Vous rejetez l'idée que le degré de détail de notre compréhension du monde dépend de la richesse du vocabulaire de notre langue. Alors quel rôle attribuez-vous aux différences linguistiques ?

Si vous regardez bien, vous verrez que les différences entre les langues sont souvent superficielles. Les langues qui n'ont pas de mot spécial pour le rouge l'appelleront «la couleur du sang». Le mot «rivière» recouvre un éventail de phénomènes plus large en japonais et en swahili qu'en anglais, où l'on distingue une rivière (rivière), un ruisseau (ruisseau) et un ruisseau (ruisseau).

Mais le sens central de «rivière» est invariablement présent dans toutes les langues. Et il le faut, pour une raison simple : les enfants n'ont pas besoin de connaître toutes les variations d'une rivière ou d'apprendre toutes les nuances du terme « rivière » pour avoir accès à ce sens fondamental. Cette connaissance est une partie naturelle de leur esprit et est également présente dans toutes les cultures.

Si vous regardez bien, vous verrez que les différences entre les langues sont souvent superficielles.

Vous rendez-vous compte que vous êtes l'un des derniers philosophes à adhérer à l'idée de l'existence d'une nature humaine particulière ?

Sans aucun doute, la nature humaine existe. Nous ne sommes pas des singes, nous ne sommes pas des chats, nous ne sommes pas des chaises. Cela signifie que nous avons notre propre nature, qui nous distingue. S'il n'y a pas de nature humaine, cela signifie qu'il n'y a pas de différence entre moi et la chaise. C'est ridicule. Et l'une des composantes fondamentales de la nature humaine est la capacité linguistique. L'homme a acquis cette capacité au cours de l'évolution, c'est une caractéristique de l'homme en tant qu'espèce biologique, et nous l'avons tous également.

Il n'y a pas un tel groupe de personnes dont les capacités linguistiques seraient inférieures aux autres. Quant à la variation individuelle, elle n'est pas significative.
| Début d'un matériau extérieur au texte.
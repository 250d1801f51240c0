//! A running table session: the local table mirrored to one peer.

use crate::config::TableConfig;
use crate::peer::{
    CONNECTED, ConnectedPayload, PeerError, PeerEvent, PeerMessage, PeerStore, SHAPES, Unsubscribe,
};
use crate::shapes::Shape;
use crate::table::Tabletop;
use std::cell::RefCell;
use std::rc::Rc;

/// Things worth showing to the player after a [`Session::tick`].
#[derive(Debug, Clone, PartialEq, Eq)]
pub enum SessionEvent {
    Peer(PeerEvent),
    /// The peer announced its endpoint id.
    PeerAnnounced(String),
    /// A new shape snapshot arrived from the peer.
    RemoteShapes(usize),
}

/// Messages collected by subscriber callbacks until the next tick.
#[derive(Debug, Default)]
struct Inbox {
    remote_shapes: Option<Vec<Shape>>,
    announced: Vec<String>,
}

/// Local table plus peer connection.
pub struct Session {
    pub table: Tabletop,
    peer: PeerStore,
    inbox: Rc<RefCell<Inbox>>,
    subscriptions: Vec<Unsubscribe>,
    sent_revision: Option<u64>,
}

impl Session {
    /// Set up the table, deal from the configured deck, and open the endpoint.
    pub fn start(config: TableConfig) -> Self {
        let mut peer = PeerStore::new(config.listen_addr.clone());
        let mut table = Tabletop::new(config);
        table.load_deck(None);
        peer.init_peer();

        let inbox = Rc::new(RefCell::new(Inbox::default()));
        let subscriptions = vec![
            {
                let inbox = inbox.clone();
                peer.on_message(SHAPES, move |msg| match msg.payload_as::<Vec<Shape>>() {
                    Ok(shapes) => inbox.borrow_mut().remote_shapes = Some(shapes),
                    Err(e) => log::warn!("Ignoring shapes from peer: {e}"),
                })
            },
            {
                let inbox = inbox.clone();
                peer.on_message(CONNECTED, move |msg| match msg.payload_as::<ConnectedPayload>() {
                    Ok(payload) => inbox.borrow_mut().announced.push(payload.peer_id),
                    Err(e) => log::warn!("Ignoring connected announcement: {e}"),
                })
            },
        ];

        Self {
            table,
            peer,
            inbox,
            subscriptions,
            sent_revision: None,
        }
    }

    pub fn peer(&self) -> &PeerStore {
        &self.peer
    }

    /// Take the last connection error, e.g. a failed bind at start.
    pub fn take_peer_error(&mut self) -> Option<PeerError> {
        self.peer.take_error()
    }

    pub fn connect(&mut self, peer_id: &str) {
        self.peer.connect_to_peer(peer_id);
    }

    /// Hang up on the peer; our endpoint stays open for a reconnect.
    pub fn disconnect(&mut self) {
        self.peer.close_connection();
    }

    /// Pump the peer connection, apply what arrived, and send our shapes if
    /// they changed or a connection just opened.
    pub fn tick(&mut self) -> Vec<SessionEvent> {
        let peer_events = self.peer.poll();
        let connected = peer_events
            .iter()
            .any(|e| matches!(e, PeerEvent::Connected { .. }));
        let mut events: Vec<SessionEvent> =
            peer_events.into_iter().map(SessionEvent::Peer).collect();

        let (remote_shapes, announced) = {
            let mut inbox = self.inbox.borrow_mut();
            (inbox.remote_shapes.take(), std::mem::take(&mut inbox.announced))
        };
        for id in announced {
            log::info!("Peer connected: {id}");
            events.push(SessionEvent::PeerAnnounced(id));
        }
        if let Some(shapes) = remote_shapes {
            events.push(SessionEvent::RemoteShapes(shapes.len()));
            self.table.canvas.set_remote_shapes(shapes);
        }

        let revision = self.table.canvas.revision();
        if self.peer.is_connected() && (connected || self.sent_revision != Some(revision)) {
            match PeerMessage::shapes(&self.table.canvas.shapes()) {
                Ok(message) => {
                    self.peer.send_message(&message);
                    self.sent_revision = Some(revision);
                }
                Err(e) => log::error!("Failed to encode shapes: {e}"),
            }
        }

        events
    }
}

impl Drop for Session {
    fn drop(&mut self) {
        for subscription in self.subscriptions.drain(..) {
            subscription.unsubscribe();
        }
        self.peer.disconnect();
    }
}

#[cfg(test)]
mod tests {
    use super::*;
    use crate::shapes::{Rectangle, ShapeTrait};
    use kurbo::Point;
    use std::time::{Duration, Instant};

    fn config() -> TableConfig {
        TableConfig {
            seed: Some(11),
            deck: Some("10 Plains".to_string()),
            ..Default::default()
        }
    }

    fn pump(
        sessions: &mut [&mut Session],
        mut done: impl FnMut(&[&mut Session]) -> bool,
    ) -> bool {
        let deadline = Instant::now() + Duration::from_secs(10);
        while Instant::now() < deadline {
            for session in sessions.iter_mut() {
                session.tick();
            }
            if done(sessions) {
                return true;
            }
            std::thread::sleep(Duration::from_millis(10));
        }
        false
    }

    #[test]
    fn test_start_deals_from_configured_deck() {
        let mut session = Session::start(config());
        assert_eq!(session.table.cards.hand().len(), 7);
        assert_eq!(session.table.cards.deck().len(), 3);
        assert!(pump(&mut [&mut session], |s| s[0].peer().is_open()));
    }

    #[test]
    fn test_shapes_mirror_to_peer() {
        let mut host = Session::start(config());
        let mut guest = Session::start(config());
        assert!(pump(&mut [&mut host, &mut guest], |s| {
            s[0].peer().is_open() && s[1].peer().is_open()
        }));

        let rect = Rectangle::new(Point::new(5.0, 5.0), 20.0, 20.0);
        let rect_id = rect.id();
        host.table.canvas.add_shape(Shape::Rectangle(rect));

        let host_id = host.peer().peer_id().unwrap().to_string();
        guest.connect(&host_id);

        // Host sends its snapshot as soon as the connection opens.
        assert!(pump(&mut [&mut host, &mut guest], |s| {
            s[1].table.canvas.remote_shapes().iter().any(|r| r.id() == rect_id)
        }));
        assert!(guest.table.canvas.document.is_empty());

        // Later edits go out on the next tick.
        let played = guest
            .table
            .play_from_hand(0, Point::new(0.0, 0.0))
            .unwrap()
            .unwrap();
        assert!(pump(&mut [&mut host, &mut guest], |s| {
            s[0].table.canvas.remote_shapes().iter().any(|r| r.id() == played)
        }));
    }

    #[test]
    fn test_reconnect_after_disconnect() {
        let mut host = Session::start(config());
        let mut guest = Session::start(config());
        assert!(pump(&mut [&mut host, &mut guest], |s| {
            s[0].peer().is_open() && s[1].peer().is_open()
        }));
        let host_id = host.peer().peer_id().unwrap().to_string();

        guest.connect(&host_id);
        assert!(pump(&mut [&mut host, &mut guest], |s| {
            s[0].peer().is_connected() && s[1].peer().is_connected()
        }));

        guest.disconnect();
        assert!(pump(&mut [&mut host, &mut guest], |s| {
            !s[0].peer().is_connected() && !s[1].peer().is_connected()
        }));
        assert!(guest.peer().is_open());

        guest.connect(&host_id);
        assert!(pump(&mut [&mut host, &mut guest], |s| {
            s[0].peer().is_connected() && s[1].peer().is_connected()
        }));
    }
}
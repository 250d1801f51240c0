//! Cardtable Application
//!
//! Console front-end: command-line arguments, the command language, and the
//! loop that drives a table session from stdin.

mod cli;
mod commands;
mod console;

pub use cli::Cli;
pub use commands::{Command, CommandError, CommandHelp, CommandRegistry};
pub use console::{Console, spawn_stdin_reader};

use cardtable_core::{ConfigError, PeerError, Session};
use std::io;
use std::path::PathBuf;

/// Fatal application errors.
#[derive(Debug, thiserror::Error)]
pub enum AppError {
    #[error("Config error: {0}")]
    Config(#[from] ConfigError),
    #[error("Failed to read deck list {}: {source}", .path.display())]
    DeckFile { path: PathBuf, source: io::Error },
    #[error("Failed to open table: {0}")]
    Peer(#[from] PeerError),
    #[error("IO error: {0}")]
    Io(#[from] io::Error),
}

/// Start a session from the arguments and run the console until quit.
pub fn run(cli: Cli) -> Result<(), AppError> {
    let config = cli.table_config()?;
    let mut session = Session::start(config);
    if let Some(e) = session.take_peer_error() {
        return Err(e.into());
    }
    log::info!(
        "Table ready: {} cards in deck, {} in hand",
        session.table.cards.deck().len(),
        session.table.cards.hand().len()
    );

    let mut console = Console::new(session, io::stdout());
    if let Some(peer_id) = &cli.connect {
        console.connect_when_open(peer_id.clone());
    }
    console.run(spawn_stdin_reader())?;
    Ok(())
}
Si vous prenez un petit enfant d'une tribu amazonienne qui n'a pas été en contact avec d'autres personnes depuis vingt mille ans et que vous l'emmenez à Paris, il parlera très vite le français.
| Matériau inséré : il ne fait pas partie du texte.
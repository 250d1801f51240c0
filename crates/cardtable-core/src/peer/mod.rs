//! Direct peer-to-peer connection for mirroring the table.
//!
//! [`PeerStore`] owns one listening endpoint, at most one active connection,
//! one error slot, and the message subscribers. Network I/O runs on background
//! threads; state changes and callbacks only happen inside [`PeerStore::poll`],
//! on the caller's thread.

mod message;
mod transport;

pub use message::{CONNECTED, ConnectedPayload, PeerMessage, SHAPES};
pub use transport::{ConnId, Connection, Endpoint, TransportEvent, peer_url};

use std::cell::RefCell;
use std::collections::HashMap;
use std::rc::{Rc, Weak};
use std::sync::mpsc::{Receiver, channel};
use thiserror::Error;

/// Peer connection errors.
#[derive(Debug, Error)]
pub enum PeerError {
    #[error("Failed to bind {addr}: {source}")]
    Bind {
        addr: String,
        #[source]
        source: std::io::Error,
    },
    #[error("Failed to connect to {peer}: {source}")]
    Connect {
        peer: String,
        #[source]
        source: std::io::Error,
    },
    #[error("Handshake with {peer} failed: {message}")]
    Handshake { peer: String, message: String },
    #[error("Transport error: {0}")]
    Transport(#[from] tungstenite::Error),
    #[error("Connection closed")]
    ConnectionClosed,
    #[error("Invalid peer id: {0}")]
    InvalidPeerId(String),
    #[error("Invalid message: {0}")]
    InvalidMessage(String),
    #[error("Failed to encode message: {0}")]
    Encode(#[from] serde_json::Error),
}

/// Lifecycle changes reported by [`PeerStore::poll`].
#[derive(Debug, Clone, PartialEq, Eq)]
pub enum PeerEvent {
    /// The endpoint is ready; peers can connect to this id.
    Open(String),
    /// A connection became active.
    Connected { remote: String },
    /// The active connection went away.
    Disconnected,
    /// An error was stored in the error slot.
    Error(String),
}

type Callback = Rc<dyn Fn(&PeerMessage)>;

#[derive(Default)]
struct Registry {
    next_id: u64,
    callbacks: HashMap<String, Vec<(u64, Callback)>>,
}

impl Registry {
    fn add(&mut self, kind: &str, callback: Callback) -> u64 {
        self.next_id += 1;
        self.callbacks
            .entry(kind.to_string())
            .or_default()
            .push((self.next_id, callback));
        self.next_id
    }

    fn remove(&mut self, kind: &str, id: u64) {
        if let Some(list) = self.callbacks.get_mut(kind) {
            list.retain(|(cb_id, _)| *cb_id != id);
            if list.is_empty() {
                self.callbacks.remove(kind);
            }
        }
    }

    fn subscribers(&self, kind: &str) -> Vec<Callback> {
        self.callbacks
            .get(kind)
            .map(|list| list.iter().map(|(_, cb)| cb.clone()).collect())
            .unwrap_or_default()
    }
}

/// Handle returned by [`PeerStore::on_message`].
///
/// Dropping the handle keeps the subscription; call
/// [`Unsubscribe::unsubscribe`] to remove it.
#[must_use = "dropping the handle leaves the callback subscribed"]
pub struct Unsubscribe {
    registry: Weak<RefCell<Registry>>,
    kind: String,
    id: u64,
}

impl Unsubscribe {
    /// Remove exactly the callback this handle was returned for.
    pub fn unsubscribe(self) {
        if let Some(registry) = self.registry.upgrade() {
            registry.borrow_mut().remove(&self.kind, self.id);
        }
    }
}

/// Peer connection state.
pub struct PeerStore {
    listen_addr: String,
    endpoint: Option<Endpoint>,
    events: Option<Receiver<TransportEvent>>,
    peer_id: Option<String>,
    connection: Option<Connection>,
    error: Option<PeerError>,
    registry: Rc<RefCell<Registry>>,
}

impl PeerStore {
    /// Create a store that will listen on `listen_addr` once initialized.
    pub fn new(listen_addr: impl Into<String>) -> Self {
        Self {
            listen_addr: listen_addr.into(),
            endpoint: None,
            events: None,
            peer_id: None,
            connection: None,
            error: None,
            registry: Rc::new(RefCell::new(Registry::default())),
        }
    }

    /// Allocate the local endpoint.
    ///
    /// The id becomes available after the next [`poll`](Self::poll) reports
    /// [`PeerEvent::Open`]. Failures land in the error slot. Calling this
    /// again replaces the previous endpoint and connection.
    pub fn init_peer(&mut self) {
        self.disconnect();
        let (tx, rx) = channel();
        match Endpoint::bind(&self.listen_addr, tx) {
            Ok(endpoint) => {
                self.endpoint = Some(endpoint);
                self.events = Some(rx);
            }
            Err(e) => self.set_error(e),
        }
    }

    /// Open a connection to another endpoint.
    ///
    /// Does nothing until the local endpoint is open. When the connection
    /// opens it becomes the active connection and a `connected` message
    /// carrying our id is sent.
    pub fn connect_to_peer(&mut self, peer_id: &str) {
        let (Some(endpoint), true) = (&self.endpoint, self.peer_id.is_some()) else {
            log::info!("Cannot connect to {peer_id}: endpoint is not open");
            return;
        };
        if let Err(e) = endpoint.connect(peer_id) {
            self.set_error(e);
        }
    }

    /// Send a message on the active connection.
    ///
    /// Without a connection this does nothing.
    pub fn send_message(&mut self, message: &PeerMessage) {
        let Some(connection) = &self.connection else {
            log::debug!("Dropping `{}` message: no connection", message.kind);
            return;
        };
        let result = message.to_text().and_then(|text| connection.send(text));
        if let Err(e) = result {
            self.set_error(e);
        }
    }

    /// Subscribe to one message type.
    pub fn on_message<F>(&self, kind: &str, callback: F) -> Unsubscribe
    where
        F: Fn(&PeerMessage) + 'static,
    {
        let id = self.registry.borrow_mut().add(kind, Rc::new(callback));
        Unsubscribe {
            registry: Rc::downgrade(&self.registry),
            kind: kind.to_string(),
            id,
        }
    }

    /// Hang up the active connection. The endpoint keeps listening, so either
    /// side can connect again.
    pub fn close_connection(&mut self) {
        if let Some(connection) = self.connection.take() {
            log::info!("Closing connection to {}", connection.remote());
            connection.close();
        }
    }

    /// Close the connection and the endpoint and clear both.
    pub fn disconnect(&mut self) {
        self.close_connection();
        if let Some(endpoint) = self.endpoint.take() {
            log::info!("Closing endpoint {}", endpoint.id());
            endpoint.shutdown();
        }
        self.events = None;
        self.peer_id = None;
    }

    /// Drain transport events, update state, and dispatch messages.
    pub fn poll(&mut self) -> Vec<PeerEvent> {
        let pending: Vec<TransportEvent> = match &self.events {
            Some(rx) => rx.try_iter().collect(),
            None => return Vec::new(),
        };

        let mut out = Vec::new();
        for event in pending {
            match event {
                TransportEvent::Open { id } => {
                    log::info!("Peer endpoint open: {id}");
                    self.peer_id = Some(id.clone());
                    out.push(PeerEvent::Open(id));
                }
                TransportEvent::Incoming(connection) => {
                    log::info!("Peer {} connected to us", connection.remote());
                    out.push(PeerEvent::Connected {
                        remote: connection.remote().to_string(),
                    });
                    self.activate(connection);
                }
                TransportEvent::Outgoing(connection) => {
                    log::info!("Connected to peer {}", connection.remote());
                    out.push(PeerEvent::Connected {
                        remote: connection.remote().to_string(),
                    });
                    self.activate(connection);
                    if let Some(id) = self.peer_id.clone() {
                        self.send_message(&PeerMessage::connected(&id));
                    }
                }
                TransportEvent::Data { conn, text } => {
                    if self.active_conn() != Some(conn) {
                        log::debug!("Ignoring data from stale connection {conn}");
                        continue;
                    }
                    match PeerMessage::parse(&text) {
                        Ok(message) => self.dispatch(&message),
                        Err(e) => log::warn!("Dropping message: {e}"),
                    }
                }
                TransportEvent::Closed { conn } => {
                    if self.active_conn() == Some(conn) {
                        log::info!("Peer connection closed");
                        self.connection = None;
                        out.push(PeerEvent::Disconnected);
                    }
                }
                TransportEvent::Error(e) => {
                    out.push(PeerEvent::Error(e.to_string()));
                    self.set_error(e);
                }
            }
        }
        out
    }

    fn activate(&mut self, connection: Connection) {
        if let Some(previous) = self.connection.replace(connection) {
            log::info!("Replacing connection to {}", previous.remote());
            previous.close();
        }
    }

    fn active_conn(&self) -> Option<ConnId> {
        self.connection.as_ref().map(Connection::id)
    }

    fn dispatch(&self, message: &PeerMessage) {
        // Cloned out so callbacks may subscribe or unsubscribe.
        let subscribers = self.registry.borrow().subscribers(&message.kind);
        log::debug!(
            "Dispatching `{}` to {} subscriber(s)",
            message.kind,
            subscribers.len()
        );
        for callback in subscribers {
            callback(message);
        }
    }

    fn set_error(&mut self, error: PeerError) {
        log::error!("Peer error: {error}");
        self.error = Some(error);
    }

    /// Our endpoint id, once open.
    pub fn peer_id(&self) -> Option<&str> {
        self.peer_id.as_deref()
    }

    pub fn is_open(&self) -> bool {
        self.peer_id.is_some()
    }

    pub fn is_connected(&self) -> bool {
        self.connection.is_some()
    }

    /// Address of the peer on the active connection.
    pub fn connection_peer(&self) -> Option<&str> {
        self.connection.as_ref().map(Connection::remote)
    }

    /// The most recent error.
    pub fn error(&self) -> Option<&PeerError> {
        self.error.as_ref()
    }

    pub fn take_error(&mut self) -> Option<PeerError> {
        self.error.take()
    }
}

impl Drop for PeerStore {
    fn drop(&mut self) {
        self.disconnect();
    }
}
Dans l'existence de structures et de règles innées du langage, vous voyez paradoxalement un argument en faveur de la liberté.

C'est une relation nécessaire. Il n'y a pas de créativité sans système de règles.

Une source: philosophie des magazines


1. John Dewey (1859-1952) était un philosophe américain et pédagogue novateur, humaniste, partisan du pragmatisme et de l'instrumentalisme.

2. Philosophe et linguiste prussien, 1767-1835.